Since 1947, Pakistan has had eighteen prime ministers, aside from the appointed caretaker prime ministers who were only mandated to oversee the system until the election process was finished. In Pakistan's parliamentary system, the prime minister is sworn in by the president and usually is the chairman or the president of the party or coalition that has a majority in the National Assembly– the lower house of Pakistan Parliament.

After the partition of British India on the midnight of 14/15 August 1947, Pakistan followed the British system by creating the post of prime minister based at the Prime Minister's Secretariat. The then governor-general of Pakistan, Muhammad Ali Jinnah, took advice from the Founding Fathers of the nation and appointed Liaquat Ali Khan to establish and lead his administration on 15 August 1947. Before the presidential system in 1960, seven prime ministers had served between 1947 until martial law in 1958. In 1971, the office was again revived but ceased to exist shortly.
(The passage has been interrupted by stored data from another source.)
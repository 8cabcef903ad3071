//! Simulated clock nodes
//!
//! Every simulated node reads the same hand-driven time source as the
//! coordinator. Network latency is modelled by advancing that source, half
//! before the node reads its clock and half after, so the coordinator sees
//! a round trip of exactly `latency`.

use std::sync::atomic::{AtomicU64, Ordering};
use std::sync::Arc;
use std::time::Duration;

use async_trait::async_trait;
use parking_lot::Mutex;

use clocksync_core::{ClockOffset, NodeCapability, NodeId, SyncError, SyncResult, Timestamp};
use clocksync_time::{ClockNode, ManualTimeSource};

/// How a simulated node misbehaves
#[derive(Clone, Copy, Debug, Default, PartialEq, Eq)]
pub enum Behavior {
    #[default]
    Healthy,
    /// Time queries fail with a communication error
    FailQuery,
    /// Adjustments fail with a communication error
    FailAdjust,
    /// Time queries never return
    Hang,
    /// Checkpoint notifications fail
    FailCheckpoint,
}

/// Description of one simulated node
#[derive(Clone, Debug)]
pub struct NodeSpec {
    pub id: NodeId,
    pub offset_ms: i64,
    /// Full round trip as seen by the coordinator
    pub latency: Duration,
    pub behavior: Behavior,
}

impl NodeSpec {
    pub fn new(id: impl Into<NodeId>, offset_ms: i64) -> Self {
        NodeSpec {
            id: id.into(),
            offset_ms,
            latency: Duration::ZERO,
            behavior: Behavior::Healthy,
        }
    }

    pub fn latency(mut self, latency: Duration) -> Self {
        self.latency = latency;
        self
    }

    pub fn behavior(mut self, behavior: Behavior) -> Self {
        self.behavior = behavior;
        self
    }
}

/// A simulated node reachable as a [`NodeCapability`]
pub struct SimulatedNode {
    clock: ClockNode,
    source: Arc<ManualTimeSource>,
    latency: Duration,
    behavior: Mutex<Behavior>,
    queries: AtomicU64,
    adjustments: AtomicU64,
    checkpoints: AtomicU64,
}

impl SimulatedNode {
    pub fn new(spec: &NodeSpec, source: Arc<ManualTimeSource>) -> Self {
        let clock = ClockNode::with_source(
            spec.id.clone(),
            source.clone(),
            ClockOffset::from_millis(spec.offset_ms),
        );
        SimulatedNode {
            clock,
            source,
            latency: spec.latency,
            behavior: Mutex::new(spec.behavior),
            queries: AtomicU64::new(0),
            adjustments: AtomicU64::new(0),
            checkpoints: AtomicU64::new(0),
        }
    }

    pub fn id(&self) -> &NodeId {
        self.clock.id()
    }

    pub fn offset(&self) -> ClockOffset {
        self.clock.offset()
    }

    pub fn now(&self) -> Timestamp {
        self.clock.now()
    }

    pub fn last_checkpoint(&self) -> Option<Timestamp> {
        self.clock.clock().last_checkpoint()
    }

    pub fn behavior(&self) -> Behavior {
        *self.behavior.lock()
    }

    /// Change behaviour between rounds
    pub fn set_behavior(&self, behavior: Behavior) {
        *self.behavior.lock() = behavior;
    }

    pub fn queries(&self) -> u64 {
        self.queries.load(Ordering::Relaxed)
    }

    pub fn adjustments(&self) -> u64 {
        self.adjustments.load(Ordering::Relaxed)
    }

    pub fn checkpoints(&self) -> u64 {
        self.checkpoints.load(Ordering::Relaxed)
    }

    fn refused(&self, what: &str) -> SyncError {
        SyncError::Communication {
            peer: self.id().to_string(),
            reason: format!("simulated {} failure", what),
        }
    }
}

#[async_trait]
impl NodeCapability for SimulatedNode {
    async fn query_time(&self) -> SyncResult<Timestamp> {
        self.queries.fetch_add(1, Ordering::Relaxed);
        match self.behavior() {
            Behavior::FailQuery => Err(self.refused("query")),
            Behavior::Hang => std::future::pending().await,
            _ => {
                let there = self.latency / 2;
                self.source.advance(there);
                let reported = self.clock.now();
                self.source.advance(self.latency - there);
                Ok(reported)
            }
        }
    }

    async fn apply_adjustment(&self, delta_ms: i64) -> SyncResult<()> {
        if self.behavior() == Behavior::FailAdjust {
            return Err(self.refused("adjustment"));
        }
        self.adjustments.fetch_add(1, Ordering::Relaxed);
        self.clock.adjust(delta_ms);
        Ok(())
    }

    async fn identity(&self) -> SyncResult<NodeId> {
        Ok(self.id().clone())
    }

    async fn is_reachable(&self) -> SyncResult<bool> {
        Ok(!matches!(self.behavior(), Behavior::FailQuery | Behavior::Hang))
    }

    async fn notify_checkpoint(&self, reference: Timestamp) -> SyncResult<()> {
        if self.behavior() == Behavior::FailCheckpoint {
            return Err(self.refused("checkpoint"));
        }
        self.checkpoints.fetch_add(1, Ordering::Relaxed);
        self.clock.notify_checkpoint(reference).await
    }
}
Executive powers and authority was given to the prime minister when the full set of the Constitution of Pakistan was promulgated in 1973 but the post was ceased from its effective operations after another martial law in 1977. After the general elections held in 1985, the office came to its existence. Between 1988 and 1999, the office was held by Benazir Bhutto of the PPP and Nawaz Sharif of PML(N), each holding the office for two non-consecutive terms between 1988 and 1999: Bhutto during 1988–90 and 1993–96; and Sharif during 1990–93 and 1997–99.

After the general elections held in 2002, Zafarullah Khan Jamali was invited to form his administration as its prime minister. After the Supreme Court of Pakistan's ruling to disqualify Prime Minister Yousaf Raza Gillani in 2012, the business of his administration was looked after by Raja Pervez Ashraf until the caretaker administration was setup under Mir Hazar Khan Khoso.

Nurul Amin of the Muslim League had the shortest term, at 13 days. Yousaf Raza Gilani of PPP had the longest consecutive term of 4 years and 86 days. At approximately 9 years and 215 days in total, Nawaz Sharif of PML (N) has been the longest-serving prime minister for a non-consecutive term. Sharif was re-elected for a third non-consecutive term on 5 June 2013, which is a record in the history of Pakistan. No prime minister of Pakistan has yet served their full five year term.

The national politics in Pakistan was mostly dominated by the army department of the Pakistan Armed Forces throughout its history, but it is now dominated by the political parties.

Key

Prime ministers

Timeline

Caretakers

Notes

References

External links

Pakistan
Prime Ministers
!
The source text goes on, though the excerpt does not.